▶ **Your assignment**
In the listing that follows, locate the line containing "filename src/address/extractor.rs" and the line containing "#[derive(Debug, Clone, Default, PartialEq, Eq)]". Retype exactly those two lines and every line between them, and nothing more.

-------- Exercise material

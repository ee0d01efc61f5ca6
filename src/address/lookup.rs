//! Canonicalization lookup tables.
//!
//! Two flavours back the normalizer:
//! - [`ExactTable`]: key → canonical value, looked up after case folding and
//!   whitespace collapsing.
//! - [`PrioritizedTable`]: ordered `(pattern, value)` entries, tried in
//!   declaration order; the first anchored match wins. Vocabularies list
//!   longer, more specific patterns before shorter ones that could shadow
//!   them.

use std::collections::HashMap;

use anyhow::{Context, Result};
use regex::{Regex, RegexBuilder};

/// Fold a lookup key: uppercase, single spaces, no surrounding whitespace.
pub(crate) fn fold_key(key: &str) -> String {
    key.split_whitespace()
        .collect::<Vec<_>>()
        .join(" ")
        .to_uppercase()
}

/// Key → canonical value table with O(1) lookup.
#[derive(Debug, Clone, Default)]
pub struct ExactTable {
    entries: HashMap<String, String>,
}

impl ExactTable {
    /// Build a table from `(synonym, canonical)` pairs.
    ///
    /// Every canonical value is also registered as a key for itself, so a
    /// lookup of an already-canonical value returns it unchanged even when
    /// the source data only lists the long forms.
    pub fn from_pairs<'a, I>(pairs: I) -> Self
    where
        I: IntoIterator<Item = (&'a str, &'a str)>,
    {
        let mut entries = HashMap::new();
        let mut canonicals = Vec::new();

        for (key, value) in pairs {
            let value = fold_key(value);
            entries.insert(fold_key(key), value.clone());
            canonicals.push(value);
        }
        for canonical in canonicals {
            entries.insert(canonical.clone(), canonical);
        }

        Self { entries }
    }

    pub fn get(&self, key: &str) -> Option<&str> {
        self.entries.get(&fold_key(key)).map(String::as_str)
    }

    /// Distinct canonical values, sorted.
    pub fn canonical_values(&self) -> Vec<&str> {
        let mut values: Vec<&str> = self.entries.values().map(String::as_str).collect();
        values.sort_unstable();
        values.dedup();
        values
    }

    pub fn keys(&self) -> impl Iterator<Item = &str> {
        self.entries.keys().map(String::as_str)
    }

    pub fn len(&self) -> usize {
        self.entries.len()
    }

    pub fn is_empty(&self) -> bool {
        self.entries.is_empty()
    }
}

#[derive(Debug, Clone)]
struct PrioritizedEntry {
    regex: Regex,
    value: String,
}

/// Ordered pattern → canonical value table. First match wins.
#[derive(Debug, Clone, Default)]
pub struct PrioritizedTable {
    entries: Vec<PrioritizedEntry>,
}

impl PrioritizedTable {
    /// Compile `(pattern, canonical)` pairs in the given order.
    ///
    /// Each pattern is anchored at both ends and matched case-insensitively.
    pub fn from_pairs<'a, I>(pairs: I) -> Result<Self>
    where
        I: IntoIterator<Item = (&'a str, &'a str)>,
    {
        let entries = pairs
            .into_iter()
            .map(|(pattern, value)| {
                let regex = RegexBuilder::new(&format!("^(?:{pattern})$"))
                    .case_insensitive(true)
                    .build()
                    .with_context(|| format!("Invalid lookup pattern '{pattern}' for '{value}'"))?;
                Ok(PrioritizedEntry {
                    regex,
                    value: fold_key(value),
                })
            })
            .collect::<Result<Vec<_>>>()?;

        Ok(Self { entries })
    }

    pub fn get(&self, key: &str) -> Option<&str> {
        let key = fold_key(key);
        self.entries
            .iter()
            .find(|entry| entry.regex.is_match(&key))
            .map(|entry| entry.value.as_str())
    }

    /// Canonical values in table order, without duplicates.
    pub fn canonical_values(&self) -> Vec<&str> {
        let mut values: Vec<&str> = Vec::with_capacity(self.entries.len());
        for entry in &self.entries {
            if !values.contains(&entry.value.as_str()) {
                values.push(entry.value.as_str());
            }
        }
        values
    }

    pub fn len(&self) -> usize {
        self.entries.len()
    }

    pub fn is_empty(&self) -> bool {
        self.entries.is_empty()
    }
}

/// A canonicalization table of either flavour.
#[derive(Debug, Clone)]
pub enum LookupTable {
    Exact(ExactTable),
    Prioritized(PrioritizedTable),
}

impl LookupTable {
    pub fn get(&self, key: &str) -> Option<&str> {
        match self {
            Self::Exact(table) => table.get(key),
            Self::Prioritized(table) => table.get(key),
        }
    }

    /// Look `value` up, passing it through unchanged when the table has no
    /// entry for it.
    pub fn canonicalize(&self, value: &str) -> String {
        self.get(value)
            .map(str::to_string)
            .unwrap_or_else(|| value.to_string())
    }

    pub fn canonical_values(&self) -> Vec<&str> {
        match self {
            Self::Exact(table) => table.canonical_values(),
            Self::Prioritized(table) => table.canonical_values(),
        }
    }
}

impl From<ExactTable> for LookupTable {
    fn from(table: ExactTable) -> Self {
        Self::Exact(table)
    }
}

impl From<PrioritizedTable> for LookupTable {
    fn from(table: PrioritizedTable) -> Self {
        Self::Prioritized(table)
    }
}
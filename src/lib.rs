pub mod address;
pub mod cli;
pub mod models;

pub use address::{AddressParser, Country, ParserConfig, Vocabulary};
pub use models::{AddressDto, AddressField, ParsedAddress};
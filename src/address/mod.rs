//! Grammar-based postal address parsing.
//!
//! The pipeline is the same for every country:
//!
//! 1. [`patterns`] instantiates the component fragments (number, street,
//!    secondary unit, place, postal box, armed forces) from a [`Vocabulary`].
//! 2. [`compiler`] orders them into one anchored [`CompositeGrammar`] per
//!    [`GrammarMode`]: special forms first, the general form last.
//! 3. [`matcher`] runs a grammar and reports the participating captures.
//! 4. [`extractor`] keeps the captures that name an address field.
//! 5. [`normalizer`] strips and canonicalizes each value against the
//!    vocabulary's lookup tables.
//!
//! [`AddressParser`] wires these together for one vocabulary. Country
//! differences live entirely in the vocabulary data.

pub mod compiler;
mod config;
pub mod extractor;
pub mod lookup;
pub mod matcher;
pub mod normalizer;
mod parser;
pub mod patterns;
pub mod vocabulary;

#[cfg(test)]
mod parser_test;

pub use compiler::{CompositeGrammar, GrammarCompiler, GrammarMode};
pub use config::{DEFAULT_MAX_INPUT_LEN, ParserConfig, ParserConfigBuilder};
pub use extractor::MatchResult;
pub use normalizer::Normalizer;
pub use parser::AddressParser;
pub use patterns::{ComponentLibrary, ComponentPattern};
pub use vocabulary::{Country, Vocabulary};
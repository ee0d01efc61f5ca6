mod address_field;
mod dto;
mod parsed_address;

pub use address_field::AddressField;
pub use dto::AddressDto;
pub use parsed_address::ParsedAddress;
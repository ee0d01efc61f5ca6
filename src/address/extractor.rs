//! Filtering raw captures down to address fields.

use std::collections::BTreeMap;

use super::compiler::field_for_group;
use super::matcher::RawMatch;
use crate::models::{AddressField, ParsedAddress};

/// Raw captured text per field, before normalization. Only fields that
/// matched a non-blank substring are present.
#[derive(Debug, Clone, Default, PartialEq, Eq)]
pub struct MatchResult {
    fields: BTreeMap<AddressField, String>,
}

impl MatchResult {
    pub fn get(&self, field: AddressField) -> Option<&str> {
        self.fields.get(&field).map(String::as_str)
    }

    pub fn contains(&self, field: AddressField) -> bool {
        self.fields.contains_key(&field)
    }

    pub fn len(&self) -> usize {
        self.fields.len()
    }

    pub fn is_empty(&self) -> bool {
        self.fields.is_empty()
    }

    pub fn iter(&self) -> impl Iterator<Item = (AddressField, &str)> {
        self.fields.iter().map(|(field, value)| (*field, value.as_str()))
    }
}

impl From<MatchResult> for ParsedAddress {
    /// The captured text as-is, for callers that skip normalization.
    fn from(matched: MatchResult) -> Self {
        matched.fields.into_iter().collect()
    }
}

/// Keep the captures that name an [`AddressField`], trimmed. Bookkeeping
/// groups and blank captures are dropped; if a field was captured twice the
/// first capture wins.
pub fn extract(raw: &RawMatch<'_>) -> MatchResult {
    let mut fields = BTreeMap::new();
    for capture in &raw.captures {
        let Some(field) = field_for_group(capture.group) else {
            continue;
        };
        let value = capture.value.trim();
        if value.is_empty() {
            continue;
        }
        fields.entry(field).or_insert_with(|| value.to_string());
    }
    MatchResult { fields }
}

----------------

▶ **Answer section**
filename src/address/extractor.rs
//! Filtering raw captures down to address fields.

use std::collections::BTreeMap;

use super::compiler::field_for_group;
use super::matcher::RawMatch;
use crate::models::{AddressField, ParsedAddress};

/// Raw captured text per field, before normalization. Only fields that
/// matched a non-blank substring are present.
#[derive(Debug, Clone, Default, PartialEq, Eq)]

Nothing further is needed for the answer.